Kecaman Al-Quran Terhadap Perilaku Korupsi: Tafsir Surat Ali-Imran Ayat 161

Tafsir Surat Ali-Imran Ayat 161: perilaku korupsi
Tafsir Surat Ali-Imran Ayat 161: perilaku korupsi

Korupsi akhir-akhir ini menjadi trending topic  di media masa Indonesia pasca operasi tangkap tangan KPK yang mencatut dua Menteri Kabinet Indonesia  Maju. Masing-masing  dari menteri tersebut terjerat kasus  dugaan suap terkait izin ekspor benih lobster dan  suap pengadaan bantuan sosial penanganan covid-19.  Hal ini tentunya menuai kecaman dari berbagai pihak termasuk jika kita telusuri lebih dalam Al-Quranpun terlebih dahulu turut mengecam perilaku nista ini sebagaimana pada surat Ali-Imran ayat 161.

Mengenal Perilaku Korupsi

Secara bahasa korupsi berasal dari bahasa latin Corruption yang berarti busuk, rusak, menggoyahkan, memutar balik, dan menyogok. Dalam KBBI korupsi dimaknai sebagai sebuah penyelewengan atau penggelapan (uang negara atau perusahaan) untuk kepentingan pribadi atau orang lain. Secara mudah bisa kita simpulkan bahwa korupsi tidaklah terlepas dari dua ciri utamanya yakni, suatu penghianatan terhadap kepercayaan dan pemanfaatan harta orang lain yang bukan haknya untuk kepentingan diri sendiri atau kelompok.
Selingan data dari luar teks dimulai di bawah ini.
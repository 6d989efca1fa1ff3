//! Command handlers.

pub mod chat;
pub mod config;
pub mod models;
//! Pure view functions: take `&AppState`, draw to a ratatui frame.

use parlor_core::api::Role;
use ratatui::Frame;
use ratatui::layout::{Constraint, Direction, Layout, Rect};
use ratatui::style::{Color, Modifier, Style};
use ratatui::text::{Line, Span, Text};
use ratatui::widgets::{Block, Borders, List, ListItem, Paragraph};
use unicode_width::UnicodeWidthChar;
use unicode_width::UnicodeWidthStr;

use crate::state::AppState;

/// Sidebar width in columns.
const SIDEBAR_WIDTH: u16 = 32;

/// Height of the input box (including borders).
const INPUT_HEIGHT: u16 = 3;

/// Height of the error banner (including borders).
const BANNER_HEIGHT: u16 = 3;

/// Height of the status line.
const STATUS_HEIGHT: u16 = 1;

/// Spinner frames shown while a turn is in flight.
const SPINNER_FRAMES: &[&str] = &["◐", "◓", "◑", "◒"];

/// Renders the entire TUI to the frame.
pub fn render(frame: &mut Frame, state: &AppState) {
    let area = frame.area();

    let columns = Layout::default()
        .direction(Direction::Horizontal)
        .constraints([Constraint::Length(SIDEBAR_WIDTH), Constraint::Min(20)])
        .split(area);

    render_sidebar(frame, state, columns[0]);
    render_main(frame, state, columns[1]);
}

fn render_sidebar(frame: &mut Frame, state: &AppState, area: Rect) {
    let active = state.controller.active_conversation.as_deref();
    let width = area.width.saturating_sub(2) as usize;

    let items: Vec<ListItem<'_>> = state
        .controller
        .conversations
        .iter()
        .map(|entry| {
            let is_active = active == Some(entry.id.as_str());
            let marker = if is_active { "▌ " } else { "  " };
            let title_style = if is_active {
                Style::default()
                    .fg(Color::Cyan)
                    .add_modifier(Modifier::BOLD)
            } else {
                Style::default()
            };

            let title = Line::from(vec![
                Span::styled(marker, Style::default().fg(Color::Cyan)),
                Span::styled(truncate(&entry.title, width.saturating_sub(2)), title_style),
            ]);
            let preview = Line::from(Span::styled(
                format!(
                    "  {}",
                    truncate(&entry.last_message_preview, width.saturating_sub(2))
                ),
                Style::default().fg(Color::DarkGray),
            ));
            ListItem::new(Text::from(vec![title, preview]))
        })
        .collect();

    let list = List::new(items).block(
        Block::default()
            .borders(Borders::ALL)
            .title(" conversations "),
    );
    frame.render_widget(list, area);
}

fn render_main(frame: &mut Frame, state: &AppState, area: Rect) {
    let banner_height = if state.controller.error.is_some() {
        BANNER_HEIGHT
    } else {
        0
    };

    let rows = Layout::default()
        .direction(Direction::Vertical)
        .constraints([
            Constraint::Length(banner_height),
            Constraint::Min(3),
            Constraint::Length(INPUT_HEIGHT),
            Constraint::Length(STATUS_HEIGHT),
        ])
        .split(area);

    if let Some(error) = &state.controller.error {
        render_banner(frame, error, rows[0]);
    }
    render_transcript(frame, state, rows[1]);
    render_input(frame, state, rows[2]);
    render_status(frame, state, rows[3]);
}

fn render_banner(frame: &mut Frame, error: &str, area: Rect) {
    let banner = Paragraph::new(Line::from(vec![
        Span::styled("⚠ ", Style::default().fg(Color::Yellow)),
        Span::raw(error.to_string()),
        Span::styled("  (esc to dismiss)", Style::default().fg(Color::DarkGray)),
    ]))
    .block(
        Block::default()
            .borders(Borders::ALL)
            .border_style(Style::default().fg(Color::Yellow)),
    );
    frame.render_widget(banner, area);
}

fn render_transcript(frame: &mut Frame, state: &AppState, area: Rect) {
    let width = area.width.saturating_sub(2).max(1) as usize;
    let mut lines: Vec<Line<'static>> = Vec::new();

    for msg in &state.controller.messages {
        let header = match msg.role {
            Role::User => Span::styled(
                "● you".to_string(),
                Style::default()
                    .fg(Color::Cyan)
                    .add_modifier(Modifier::BOLD),
            ),
            Role::Assistant => Span::styled(
                format!("● {}", model_display_name(&msg.model)),
                Style::default()
                    .fg(Color::Magenta)
                    .add_modifier(Modifier::BOLD),
            ),
        };
        lines.push(Line::from(header));

        for raw in msg.content.split('\n') {
            for wrapped in wrap_line(raw, width) {
                lines.push(Line::from(wrapped));
            }
        }
        lines.push(Line::default());
    }

    let viewport = area.height.saturating_sub(2) as usize;
    let max_offset = lines.len().saturating_sub(viewport);
    let offset = max_offset.saturating_sub(state.scroll_from_bottom as usize);

    let transcript = Paragraph::new(Text::from(lines))
        .block(Block::default().borders(Borders::ALL).title(" chat "))
        .scroll((offset as u16, 0));
    frame.render_widget(transcript, area);
}

fn render_input(frame: &mut Frame, state: &AppState, area: Rect) {
    let input = Paragraph::new(Line::from(vec![
        Span::styled("> ", Style::default().fg(Color::Cyan)),
        Span::raw(state.input.clone()),
    ]))
    .block(Block::default().borders(Borders::ALL));
    frame.render_widget(input, area);

    let cursor_x = area.x + 3 + state.input.width() as u16;
    frame.set_cursor_position((cursor_x.min(area.x + area.width.saturating_sub(2)), area.y + 1));
}

fn render_status(frame: &mut Frame, state: &AppState, area: Rect) {
    let activity = if state.controller.is_busy() {
        let spinner = SPINNER_FRAMES[state.spinner_frame % SPINNER_FRAMES.len()];
        format!("{spinner} thinking…")
    } else {
        "ready".to_string()
    };

    let status = Line::from(vec![
        Span::styled(
            format!(" {} ", model_display_name(&state.controller.selected_model)),
            Style::default().fg(Color::Magenta),
        ),
        Span::raw(format!("· {activity} ")),
        Span::styled(
            "· enter send · ↑/↓ switch · ^n new · ^d delete · ^p model · alt-←/→ history · ^c quit",
            Style::default().fg(Color::DarkGray),
        ),
    ]);
    frame.render_widget(Paragraph::new(status), area);
}

/// Friendly names for well-known model ids; unknown ids pass through.
pub fn model_display_name(model_id: &str) -> &str {
    match model_id {
        "gpt-5.2" => "GPT-5.2",
        "gpt-5.2-pro" => "GPT-5.2 Pro",
        "gemini-3-pro-preview" => "Gemini 3 Pro",
        "gemini-3-flash-preview" => "Gemini 3 Flash",
        "claude-opus-4-5" => "Claude 4.5 Opus",
        "claude-sonnet-4-5" => "Claude 4.5 Sonnet",
        "claude-haiku-4-5" => "Claude 4.5 Haiku",
        other => other,
    }
}

/// Greedy display-width wrap of one logical line.
fn wrap_line(line: &str, width: usize) -> Vec<String> {
    if line.is_empty() {
        return vec![String::new()];
    }

    let mut rows = Vec::new();
    let mut current = String::new();
    let mut current_width = 0;

    for c in line.chars() {
        let char_width = c.width().unwrap_or(0);
        if current_width + char_width > width && !current.is_empty() {
            rows.push(std::mem::take(&mut current));
            current_width = 0;
        }
        current.push(c);
        current_width += char_width;
    }
    rows.push(current);
    rows
}

/// Truncates to a display width, appending an ellipsis when cut.
fn truncate(text: &str, width: usize) -> String {
    if text.width() <= width {
        return text.to_string();
    }

    let mut out = String::new();
    let mut used = 0;
    for c in text.chars() {
        let char_width = c.width().unwrap_or(0);
        if used + char_width + 1 > width {
            break;
        }
        out.push(c);
        used += char_width;
    }
    out.push('…');
    out
}

#[cfg(test)]
mod tests {
    use super::*;

    #[test]
    fn test_known_model_ids_map_to_friendly_names() {
        assert_eq!(model_display_name("claude-haiku-4-5"), "Claude 4.5 Haiku");
        assert_eq!(model_display_name("mystery-model"), "mystery-model");
    }

    #[test]
    fn test_wrap_line_splits_at_display_width() {
        let rows = wrap_line("abcdefghij", 4);
        assert_eq!(rows, vec!["abcd", "efgh", "ij"]);
    }

    #[test]
    fn test_wrap_line_handles_wide_chars() {
        // Each kana is 2 columns wide.
        let rows = wrap_line("ああああ", 4);
        assert_eq!(rows, vec!["ああ", "ああ"]);
    }

    #[test]
    fn test_wrap_empty_line_keeps_one_row() {
        assert_eq!(wrap_line("", 10), vec![String::new()]);
    }

    #[test]
    fn test_truncate_appends_ellipsis() {
        assert_eq!(truncate("short", 10), "short");
        assert_eq!(truncate("a longer title", 8), "a longe…");
    }
}
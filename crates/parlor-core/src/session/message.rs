//! Client-side message model for the active conversation.

use chrono::{DateTime, Utc};
use uuid::Uuid;

use crate::api::{Role, StoredMessage};

/// One chat turn as rendered.
///
/// Assistant content is append-only while its turn is streaming and frozen
/// once the turn reaches a terminal state.
#[derive(Debug, Clone, PartialEq, Eq)]
pub struct Message {
    /// Client-generated id, unique within a session run.
    pub id: String,
    pub role: Role,
    pub content: String,
    /// Model identifier the turn was sent with.
    pub model: String,
    pub timestamp: DateTime<Utc>,
    pub conversation_id: String,
}

impl Message {
    /// Creates the user half of a new turn.
    pub(crate) fn user(content: &str, model: &str, conversation_id: &str) -> Self {
        Self {
            id: format!("user-{}", Uuid::new_v4()),
            role: Role::User,
            content: content.to_string(),
            model: model.to_string(),
            timestamp: Utc::now(),
            conversation_id: conversation_id.to_string(),
        }
    }

    /// Creates the empty assistant placeholder that streamed fragments land in.
    pub(crate) fn assistant_placeholder(model: &str, conversation_id: &str) -> Self {
        Self {
            id: format!("assistant-{}", Uuid::new_v4()),
            role: Role::Assistant,
            content: String::new(),
            model: model.to_string(),
            timestamp: Utc::now(),
            conversation_id: conversation_id.to_string(),
        }
    }
}

impl From<StoredMessage> for Message {
    fn from(stored: StoredMessage) -> Self {
        let timestamp = DateTime::parse_from_rfc3339(&stored.timestamp)
            .map_or_else(|_| Utc::now(), |ts| ts.with_timezone(&Utc));
        Self {
            id: stored.id.to_string(),
            role: stored.role,
            content: stored.content,
            model: stored.model,
            timestamp,
            conversation_id: stored.conversation_id,
        }
    }
}

#[cfg(test)]
mod tests {
    use super::*;

    #[test]
    fn test_placeholder_starts_empty() {
        let msg = Message::assistant_placeholder("m1", "conv-1");
        assert_eq!(msg.role, Role::Assistant);
        assert!(msg.content.is_empty());
        assert!(msg.id.starts_with("assistant-"));
    }

    #[test]
    fn test_stored_message_maps_numeric_id_to_string() {
        let stored = StoredMessage {
            id: 7,
            conversation_id: "conv-1".to_string(),
            role: Role::User,
            content: "hi".to_string(),
            model: "m1".to_string(),
            timestamp: "2026-03-01T12:00:00+00:00".to_string(),
        };
        let msg: Message = stored.into();
        assert_eq!(msg.id, "7");
        assert_eq!(msg.timestamp.to_rfc3339(), "2026-03-01T12:00:00+00:00");
    }

    #[test]
    fn test_unparseable_timestamp_falls_back_to_now() {
        let stored = StoredMessage {
            id: 8,
            conversation_id: "conv-1".to_string(),
            role: Role::User,
            content: "hi".to_string(),
            model: "m1".to_string(),
            timestamp: "not-a-date".to_string(),
        };
        let msg: Message = stored.into();
        assert!(msg.timestamp <= Utc::now());
    }
}
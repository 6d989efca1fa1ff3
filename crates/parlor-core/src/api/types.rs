//! Wire types for the backend REST and streaming contract.

use serde::{Deserialize, Serialize};

/// Message author, as stored and streamed by the backend.
#[derive(Debug, Clone, Copy, PartialEq, Eq, Serialize, Deserialize)]
#[serde(rename_all = "lowercase")]
pub enum Role {
    User,
    Assistant,
}

impl Role {
    pub fn as_str(self) -> &'static str {
        match self {
            Role::User => "user",
            Role::Assistant => "assistant",
        }
    }
}

/// Catalog entry from `GET /api/models`. Loaded once at startup, read-only.
#[derive(Debug, Clone, PartialEq, Eq, Serialize, Deserialize)]
pub struct ModelInfo {
    pub id: String,
    pub name: String,
    pub provider: String,
    pub description: String,
}

/// List-view projection of a conversation from `GET /api/conversations`.
///
/// Timestamps stay as the ISO-8601 strings the backend serves; they are only
/// compared lexicographically and echoed back to the display layer.
#[derive(Debug, Clone, PartialEq, Eq, Serialize, Deserialize)]
pub struct ConversationSummary {
    pub id: String,
    pub title: String,
    pub created_at: String,
    pub updated_at: String,
    pub message_count: u32,
    pub last_message_preview: String,
}

/// Response body of `POST /api/conversations`.
#[derive(Debug, Clone, PartialEq, Eq, Serialize, Deserialize)]
pub struct ConversationCreated {
    pub id: String,
    pub title: String,
    pub created_at: String,
    pub updated_at: String,
}

impl From<ConversationCreated> for ConversationSummary {
    fn from(created: ConversationCreated) -> Self {
        ConversationSummary {
            id: created.id,
            title: created.title,
            created_at: created.created_at,
            updated_at: created.updated_at,
            message_count: 0,
            last_message_preview: String::new(),
        }
    }
}

/// Persisted message from `GET /api/conversations/{id}/messages`.
///
/// The backend hands out numeric row ids; they are mapped into the client's
/// string id space when history is loaded.
#[derive(Debug, Clone, PartialEq, Eq, Serialize, Deserialize)]
pub struct StoredMessage {
    pub id: i64,
    pub conversation_id: String,
    pub role: Role,
    pub content: String,
    pub model: String,
    pub timestamp: String,
}

/// One prior turn sent as chat history, oldest first.
#[derive(Debug, Clone, PartialEq, Eq, Serialize, Deserialize)]
pub struct HistoryTurn {
    pub role: Role,
    pub content: String,
}

/// Request body of `POST /api/chat`.
#[derive(Debug, Clone, PartialEq, Eq, Serialize, Deserialize)]
pub struct ChatRequest {
    pub conversation_id: String,
    pub message: String,
    pub model: String,
    pub history: Vec<HistoryTurn>,
}

#[cfg(test)]
mod tests {
    use super::*;

    #[test]
    fn test_role_serializes_lowercase() {
        assert_eq!(serde_json::to_string(&Role::User).unwrap(), "\"user\"");
        assert_eq!(
            serde_json::to_string(&Role::Assistant).unwrap(),
            "\"assistant\""
        );
    }

    #[test]
    fn test_chat_request_wire_shape() {
        let request = ChatRequest {
            conversation_id: "conv-1".to_string(),
            message: "hello".to_string(),
            model: "claude-haiku-4-5".to_string(),
            history: vec![HistoryTurn {
                role: Role::User,
                content: "earlier".to_string(),
            }],
        };

        let json = serde_json::to_value(&request).unwrap();
        assert_eq!(json["conversation_id"], "conv-1");
        assert_eq!(json["history"][0]["role"], "user");
    }

    #[test]
    fn test_stored_message_accepts_numeric_id() {
        let raw = r#"{
            "id": 42,
            "conversation_id": "conv-1",
            "role": "assistant",
            "content": "hi",
            "model": "claude-haiku-4-5",
            "timestamp": "2026-01-01T00:00:00Z"
        }"#;
        let msg: StoredMessage = serde_json::from_str(raw).unwrap();
        assert_eq!(msg.id, 42);
        assert_eq!(msg.role, Role::Assistant);
    }

    #[test]
    fn test_created_conversation_becomes_empty_summary() {
        let created = ConversationCreated {
            id: "conv-9".to_string(),
            title: "New chat".to_string(),
            created_at: "2026-01-01T00:00:00Z".to_string(),
            updated_at: "2026-01-01T00:00:00Z".to_string(),
        };
        let summary: ConversationSummary = created.into();
        assert_eq!(summary.message_count, 0);
        assert!(summary.last_message_preview.is_empty());
    }
}
//! Session controller: the sole owner and mutator of conversation state.
//!
//! All observable state transitions are synchronous and happen either in a
//! user-action method or in `apply`, driven by updates from the turn task.
//! Every send is tagged with a generation; updates whose generation no longer
//! matches the in-flight turn are discarded, so late events from an abandoned
//! stream can never touch current state.

use chrono::Utc;
use tokio::sync::mpsc;
use uuid::Uuid;

use crate::api::{ApiClient, ApiResult, ChatRequest, ConversationSummary, HistoryTurn, ModelInfo};
use crate::session::list::{DEFAULT_TITLE, promote, title_candidate};
use crate::session::message::Message;
use crate::session::router::{History, Route};
use crate::session::turn::{self, TurnUpdate};

/// Per-send state machine.
#[derive(Debug, Clone)]
enum SendState {
    Idle,
    /// Request issued, no fragment seen yet.
    Sending(TurnContext),
    /// At least one fragment applied.
    Streaming(TurnContext),
}

/// Everything `apply` needs to reconcile a turn against local state.
#[derive(Debug, Clone)]
struct TurnContext {
    generation: u64,
    assistant_id: String,
    conversation_id: String,
    prompt: String,
}

/// What an applied update did, so the driver knows when to follow up.
#[derive(Debug, Clone, Copy, PartialEq, Eq)]
pub enum Applied {
    /// Stale generation or no turn in flight; state untouched.
    Ignored,
    Fragment,
    /// Turn finished; the caller should run the best-effort list refresh.
    Completed,
    Failed,
}

/// How a route change lands in the navigation history.
#[derive(Debug, Clone, Copy)]
enum Nav {
    Push,
    Replace,
}

pub struct SessionController {
    client: ApiClient,
    updates_tx: mpsc::UnboundedSender<TurnUpdate>,
    updates_rx: mpsc::UnboundedReceiver<TurnUpdate>,
    generation: u64,
    send: SendState,
    /// Conversation id of the single in-flight delete, if any.
    deleting: Option<String>,
    /// Preferred model id from config; validated against the catalog.
    preferred_model: Option<String>,
    pub models: Vec<ModelInfo>,
    pub selected_model: String,
    pub conversations: Vec<ConversationSummary>,
    pub active_conversation: Option<String>,
    /// Messages of the active conversation only; replaced wholesale on switch.
    pub messages: Vec<Message>,
    /// Dismissible error banner text.
    pub error: Option<String>,
    pub history: History,
}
Baca juga: Tafsir Surat Yasin ayat 18-19: Islam Menolak Kepercayaan Sial

Dalam catatan sejarah Islam sendiri korupsi pernah terjadi pada masa Nabi Saw, diantaranya adalah kisah Karkirah sebagaimana yang diriwayatkan oleh Imam Bukhari. Karkirah adalah seorang pembawa barang-barang Nabi Saw ketika perang, singkat cerita ia mati dalam sebuah peperangan, lalu Nabi Saw mengatakan kepada para sahabat “ia masuk neraka”. Kemudian para sahabat memeriksanya, ternyata mereka mendapatkan sehelai pakaian yang ia korup dari ghanimah (harta rampasan perang).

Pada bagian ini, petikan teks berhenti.